Wird andererseits zu oft abgemahnt, verwirkt man unter Umständen sein Kündigungsrecht, da dem Arbeitgeber unterstellt werden kann, er habe kein Interesse an einer tatsächlichen Beendigung des Arbeitsverhältnisses.

8. Welche Rechtsschutzmöglichkeiten hat der Arbeitnehmer?

Der Arbeitnehmer hat ein Recht darauf, dass eine von ihm verfasste Gegendarstellung ebenfalls in die Personalakte aufgenommen wird.
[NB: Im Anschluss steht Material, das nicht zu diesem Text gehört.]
//! Dashboard selection and fetch state.
//!
//! [`DashboardState`] owns the catalog, the current selection and the
//! [`FetchState`] of the most recent request. Selecting a repository returns a
//! [`FetchTicket`]; the caller performs the request and hands the outcome back
//! through [`DashboardState::resolve`] together with the ticket.

use serde::{Deserialize, Serialize};
use tracing::{debug, warn};

use crate::catalog::{RepositoryCatalog, RepositoryOption};
use crate::payload::{GithubRequest, StatsPayload};

/// Why a stats request produced no payload.
#[derive(Debug, Clone, PartialEq, Eq, thiserror::Error)]
pub enum FetchError {
    #[error("request failed: {0}")]
    Transport(String),
    #[error("HTTP error: {0}")]
    Status(u16),
    #[error("failed to parse response: {0}")]
    Decode(String),
}

/// Status of the most recent stats request.
#[derive(Debug, Clone, PartialEq, Default)]
pub enum FetchState {
    #[default]
    Loading,
    Loaded(StatsPayload),
    /// The request failed; rendered exactly like a payload with no fields.
    Empty,
}

impl FetchState {
    pub fn is_loading(&self) -> bool {
        matches!(self, Self::Loading)
    }

    /// Payload of a successful fetch.
    pub fn data(&self) -> Option<&StatsPayload> {
        match self {
            Self::Loaded(payload) => Some(payload),
            _ => None,
        }
    }
}

/// What to do with a result whose request has been superseded by a newer
/// selection.
#[derive(Debug, Clone, Copy, PartialEq, Eq, Default, Serialize, Deserialize)]
#[serde(rename_all = "snake_case")]
pub enum StalePolicy {
    /// Drop results of superseded requests; only the current ticket settles
    /// the view.
    #[default]
    DiscardSuperseded,
    /// Apply every result in arrival order, so a slow response for an earlier
    /// selection can overwrite a newer one.
    LastResolvedWins,
}

/// Identifies one dispatched request.
#[derive(Debug, Clone, PartialEq, Eq, Hash)]
pub struct FetchTicket {
    pub generation: u64,
    pub repository: String,
}

impl FetchTicket {
    pub fn request(&self) -> GithubRequest {
        GithubRequest::new(self.repository.clone())
    }
}

/// Selection plus fetch status of the dashboard view.
#[derive(Debug, Clone, PartialEq)]
pub struct DashboardState {
    catalog: RepositoryCatalog,
    selected: RepositoryOption,
    fetch: FetchState,
    generation: u64,
    policy: StalePolicy,
}

impl DashboardState {
    /// Initial state: the catalog default is selected and its request is
    /// pending, see [`DashboardState::current_ticket`].
    pub fn new(catalog: RepositoryCatalog, policy: StalePolicy) -> Self {
        let selected = catalog.default_option().clone();
        Self {
            catalog,
            selected,
            fetch: FetchState::Loading,
            generation: 0,
            policy,
        }
    }

    pub fn catalog(&self) -> &RepositoryCatalog {
        &self.catalog
    }

    pub fn selected(&self) -> &RepositoryOption {
        &self.selected
    }

    pub fn fetch_state(&self) -> &FetchState {
        &self.fetch
    }

    pub fn policy(&self) -> StalePolicy {
        self.policy
    }

    pub fn is_loading(&self) -> bool {
        self.fetch.is_loading()
    }

    /// Ticket of the latest dispatched request.
    pub fn current_ticket(&self) -> FetchTicket {
        FetchTicket {
            generation: self.generation,
            repository: self.selected.key.clone(),
        }
    }

    pub fn is_selected(&self, option: &RepositoryOption) -> bool {
        option.key == self.selected.key
    }

    /// While a request is in flight every option but the selected one is
    /// disabled.
    pub fn is_disabled(&self, option: &RepositoryOption) -> bool {
        self.is_loading() && !self.is_selected(option)
    }

    /// Select the option with `key` and start a new request for it.
    ///
    /// Returns `None` without changing anything when the key is unknown, when
    /// the option is disabled, or when the selected option is clicked again
    /// while its request is still in flight. Reselecting a settled option
    /// starts a fresh request, which is how a failed fetch is retried.
    pub fn select(&mut self, key: &str) -> Option<FetchTicket> {
        let Some(option) = self.catalog.find(key) else {
            warn!(repository = key, "Ignoring selection of unknown repository");
            return None;
        };

        if self.is_disabled(option) {
            debug!(repository = key, "Ignoring selection while another repository is loading");
            return None;
        }

        if self.is_loading() && self.is_selected(option) {
            debug!(repository = key, "Request already in flight");
            return None;
        }

        self.selected = option.clone();
        self.fetch = FetchState::Loading;
        self.generation += 1;

        let ticket = self.current_ticket();
        debug!(
            repository = %ticket.repository,
            generation = ticket.generation,
            "Repository selected"
        );
        Some(ticket)
    }

    /// Apply the outcome of the request identified by `ticket`.
    ///
    /// Failures are logged and collapse into [`FetchState::Empty`]. Returns
    /// whether the outcome was applied; under [`StalePolicy::DiscardSuperseded`]
    /// outcomes for anything but the current ticket are dropped.
    pub fn resolve(
        &mut self,
        ticket: &FetchTicket,
        outcome: Result<StatsPayload, FetchError>,
    ) -> bool {
        let current = ticket.generation == self.generation;
        if !current && self.policy == StalePolicy::DiscardSuperseded {
            debug!(
                repository = %ticket.repository,
                generation = ticket.generation,
                current_generation = self.generation,
                "Discarding result of superseded request"
            );
            return false;
        }

        self.fetch = match outcome {
            Ok(payload) => {
                debug!(repository = %ticket.repository, "Stats loaded");
                FetchState::Loaded(payload)
            }
            Err(err) => {
                warn!(repository = %ticket.repository, error = %err, "Failed to load stats");
                FetchState::Empty
            }
        };
        true
    }
}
Der Arbeitnehmer kann die Entfernung der Abmahnung aus der Personalakte verlangen, wenn die Abmahnung rechtswidrig ist.
Das ist dann der Fall, wenn sie
  • formell nicht ordnungsgemäß zustande kam (siehe oben),
  • unrichtige Tatsachenbehauptungen enthält,
  • einen Eingriff in das allgemeine Persönlichkeitsrecht des Arbeitnehmers darstellt (z. B. bei Ehrverletzungen, abwertenden Äußerungen) oder
  • unverhältnismäßig ist.

9. Wie lange wirkt eine Abmahnung?

Die Abmahnung kann durch Zeitablauf wirkungslos werden, wenn zwischen ihr und einem erneuten Vertragsverstoß mit gleichwertigem Sachverhalt ein längerer Zeitraum liegt. Wie lange ein solcher Zeitraum bemessen sein muss, ist eine Frage des Einzelfalles. In der Regel ist dies aber – je nach Schwere des Verstoßes – nach ca. ein bis zwei Jahren (bei leichten Verstößen wohl nach sechs Monaten) anzunehmen.
Das Bundesarbeitsgericht hat mit Urteil vom 16.07.2012 - Az.: 2 AZR 782/11 entschieden, dass es keine feste Frist für das Entfernen einer Abmahnung aus der Personalakte gibt. Ein Arbeitnehmer kann die Entfernung einer zu Recht erteilten Abmahnung aus seiner Personalakte erst dann verlangen, wenn sie für die Durchführung des Arbeitsverhältnisses unter keinem rechtlichen Aspekt mehr eine Rolle spielen kann. Solange eine zu Recht erteilte Abmahnung also etwa für eine zukünftige Entscheidung über eine Versetzung oder Beförderung und die entsprechende Eignung des Arbeitnehmers, für die spätere Beurteilung von Führung und Leistung in einem Zeugnis oder für die im Zusammenhang mit einer möglichen späteren Kündigung erforderlich werdenden Interessenabwägung von Bedeutung sein kann, sei die Abmahnung noch rechtlich von Belang und brauche nicht entfernt werden, so das Bundesarbeitsgericht.